• [What the exercise asks]:
Search the data for the string "post", and report each line where it is found.

[Saved entries]

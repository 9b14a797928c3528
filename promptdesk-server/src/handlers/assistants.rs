use std::sync::Arc;

use axum::{
    Json, Router,
    extract::{
        Extension, Path, State,
        rejection::{JsonRejection, PathRejection},
    },
    http::StatusCode,
    routing::get,
};
use shared::{
    config::Config,
    models::{Assistant, CreateAssistantRequest, CreateAssistantResponse, ErrorResponse},
};
use tracing::instrument;
use uuid::Uuid;

use crate::{app_state::AppState, http::error::AppResult, services::chat_service::ChatService};

pub fn routes() -> Router<Arc<AppState>> {
    Router::new()
        .route("/assistants", get(list_assistants).post(create_assistant))
        .route("/assistants/{assistant_id}", get(get_assistant))
}

#[utoipa::path(
    post,
    path = "/api/assistants",
    request_body = CreateAssistantRequest,
    responses(
        (status = 201, description = "Assistant created", body = CreateAssistantResponse),
        (status = 400, description = "Invalid assistant definition", body = ErrorResponse)
    ),
    tag = "Assistants"
)]
#[instrument(skip_all)]
pub async fn create_assistant(
    State(state): State<Arc<AppState>>,
    Extension(config): Extension<Arc<Config>>,
    payload: Result<Json<CreateAssistantRequest>, JsonRejection>,
) -> AppResult<(StatusCode, Json<CreateAssistantResponse>)> {
    let Json(request) = payload?;
    let service = ChatService::new(state.store.clone());
    let assistant = service
        .create_assistant(request, &config.llm.default_model)
        .await?;
    Ok((
        StatusCode::CREATED,
        Json(CreateAssistantResponse { id: assistant.id }),
    ))
}

#[utoipa::path(
    get,
    path = "/api/assistants",
    responses((status = 200, description = "All assistants ordered by name", body = [Assistant])),
    tag = "Assistants"
)]
pub async fn list_assistants(State(state): State<Arc<AppState>>) -> AppResult<Json<Vec<Assistant>>> {
    let service = ChatService::new(state.store.clone());
    Ok(Json(service.list_assistants().await?))
}

#[utoipa::path(
    get,
    path = "/api/assistants/{assistant_id}",
    params(("assistant_id" = Uuid, Path, description = "Assistant id")),
    responses(
        (status = 200, description = "Assistant", body = Assistant),
        (status = 404, description = "Unknown assistant", body = ErrorResponse)
    ),
    tag = "Assistants"
)]
#[instrument(skip(state))]
pub async fn get_assistant(
    State(state): State<Arc<AppState>>,
    assistant_id: Result<Path<Uuid>, PathRejection>,
) -> AppResult<Json<Assistant>> {
    let Path(assistant_id) = assistant_id?;
    let service = ChatService::new(state.store.clone());
    Ok(Json(service.get_assistant(assistant_id).await?))
}
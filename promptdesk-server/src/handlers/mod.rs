pub mod admin;
pub mod assistants;
pub mod chat;
pub mod conversations;
use std::sync::Arc;

use shared::{llms::LLMProvider, usage::PriceTable};

use crate::services::{memory_store::MemoryStore, store::ChatStore};

// Application state that will be shared across all routes
#[derive(Clone)]
pub struct AppState {
    pub(crate) store: Arc<dyn ChatStore>,
    /// `None` when no provider credential is configured.
    pub(crate) provider: Option<Arc<dyn LLMProvider>>,
    pub(crate) prices: Arc<PriceTable>,
}

impl AppState {
    #[must_use]
    pub fn new(
        store: Arc<dyn ChatStore>,
        provider: Option<Arc<dyn LLMProvider>>,
        prices: PriceTable,
    ) -> Self {
        Self {
            store,
            provider,
            prices: Arc::new(prices),
        }
    }

    #[must_use]
    pub fn with_provider(mut self, provider: Arc<dyn LLMProvider>) -> Self {
        self.provider = Some(provider);
        self
    }
}

impl Default for AppState {
    fn default() -> Self {
        Self::new(Arc::new(MemoryStore::new()), None, PriceTable::default())
    }
}

impl std::fmt::Debug for AppState {
    fn fmt(&self, f: &mut std::fmt::Formatter<'_>) -> std::fmt::Result {
        f.debug_struct("AppState")
            .field("store", &self.store.backend())
            .field(
                "provider",
                &self.provider.as_ref().map(|provider| provider.provider_name()),
            )
            .finish_non_exhaustive()
    }
}
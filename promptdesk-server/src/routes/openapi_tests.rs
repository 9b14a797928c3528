//! Tests for `OpenAPI` routes.

use crate::{
    app_state::AppState,
    routes::openapi::{OPENAPI_JSON_PATH, OPENAPI_YAML_PATH, openapi_routes},
};
use axum::http::StatusCode;
use axum_test::TestServer;
use futures_util::future;
use std::sync::Arc;

fn server() -> TestServer {
    let app = openapi_routes().with_state(Arc::new(AppState::default()));
    TestServer::new(app).unwrap()
}

#[tokio::test]
async fn yaml_document_is_served() {
    let server = server();
    let response = server.get(OPENAPI_YAML_PATH).await;
    response.assert_status_ok();

    let text = response.text();
    assert!(text.contains("openapi:"));
    assert!(text.contains("info:"));
    assert!(text.contains("paths:"));
    assert!(text.contains("PromptDesk API"));
}

#[tokio::test]
async fn json_document_lists_every_public_route() {
    let server = server();
    let response = server.get(OPENAPI_JSON_PATH).await;
    response.assert_status_ok();
    assert!(
        response
            .header("content-type")
            .to_str()
            .unwrap()
            .contains("application/json")
    );

    let json: serde_json::Value = serde_json::from_str(&response.text()).unwrap();
    let paths = json["paths"].as_object().unwrap();
    for path in [
        "/api/chat",
        "/api/assistants",
        "/api/assistants/{assistant_id}",
        "/api/conversations",
        "/api/conversations/{chat_id}/messages",
        "/api/conversations/{chat_id}/welcome",
        "/api/conversations/{chat_id}/messages/{message_id}/usage",
        "/api/admin/stats",
        "/api/admin/assistants",
        "/api/admin/assistants/{name}",
        "/api/admin/users",
        "/api/admin/users/{fingerprint}",
        "/api/admin/chats",
        "/api/admin/chats/{chat_id}",
        "/api/admin/chats/{chat_id}/messages",
    ] {
        assert!(paths.contains_key(path), "missing {path}");
    }

    assert!(json["components"]["securitySchemes"]["admin_token"].is_object());
}

#[tokio::test]
async fn swagger_ui_is_served() {
    let server = server();
    let response = server.get("/swagger-ui/").await;
    response.assert_status_ok();
    assert!(
        response
            .header("content-type")
            .to_str()
            .unwrap()
            .contains("text/html")
    );
}

#[tokio::test]
async fn unknown_documents_and_methods_are_rejected() {
    let server = server();
    server
        .get("/openapi/nonexistent.yaml")
        .await
        .assert_status_not_found();
    server
        .post(OPENAPI_YAML_PATH)
        .await
        .assert_status(StatusCode::METHOD_NOT_ALLOWED);
}

#[tokio::test]
async fn concurrent_requests_are_served() {
    let server = Arc::new(server());
    let requests = (0..5).map(|_| async {
        let response = server.get(OPENAPI_YAML_PATH).await;
        response.assert_status_ok();
    });
    future::join_all(requests).await;
}
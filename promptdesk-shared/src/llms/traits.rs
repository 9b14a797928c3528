//! # LLM Traits

use crate::llms::{
    errors::LLMResult,
    types::{CompletionChunk, CompletionRequest},
};
use async_trait::async_trait;
use futures_util::Stream;
use std::pin::Pin;

/// Type alias for a streamed completion
pub type CompletionStream =
    Pin<Box<dyn Stream<Item = LLMResult<CompletionChunk>> + Send + 'static>>;

/// A chat completion backend.
///
/// Implementations return a stream of text increments. Errors before the
/// first byte surface from `stream_chat`; errors after that surface as items
/// of the stream.
#[async_trait]
pub trait LLMProvider: Send + Sync {
    /// Short identifier used in logs and metrics labels
    fn provider_name(&self) -> &str;

    /// Start a streaming completion
    ///
    /// # Errors
    /// Returns an error if the request cannot be sent or the provider rejects it.
    async fn stream_chat(&self, request: CompletionRequest) -> LLMResult<CompletionStream>;
}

• [Answer box]:
        .route("/assistants", get(list_assistants).post(create_assistant))
    post,
        .post(OPENAPI_YAML_PATH)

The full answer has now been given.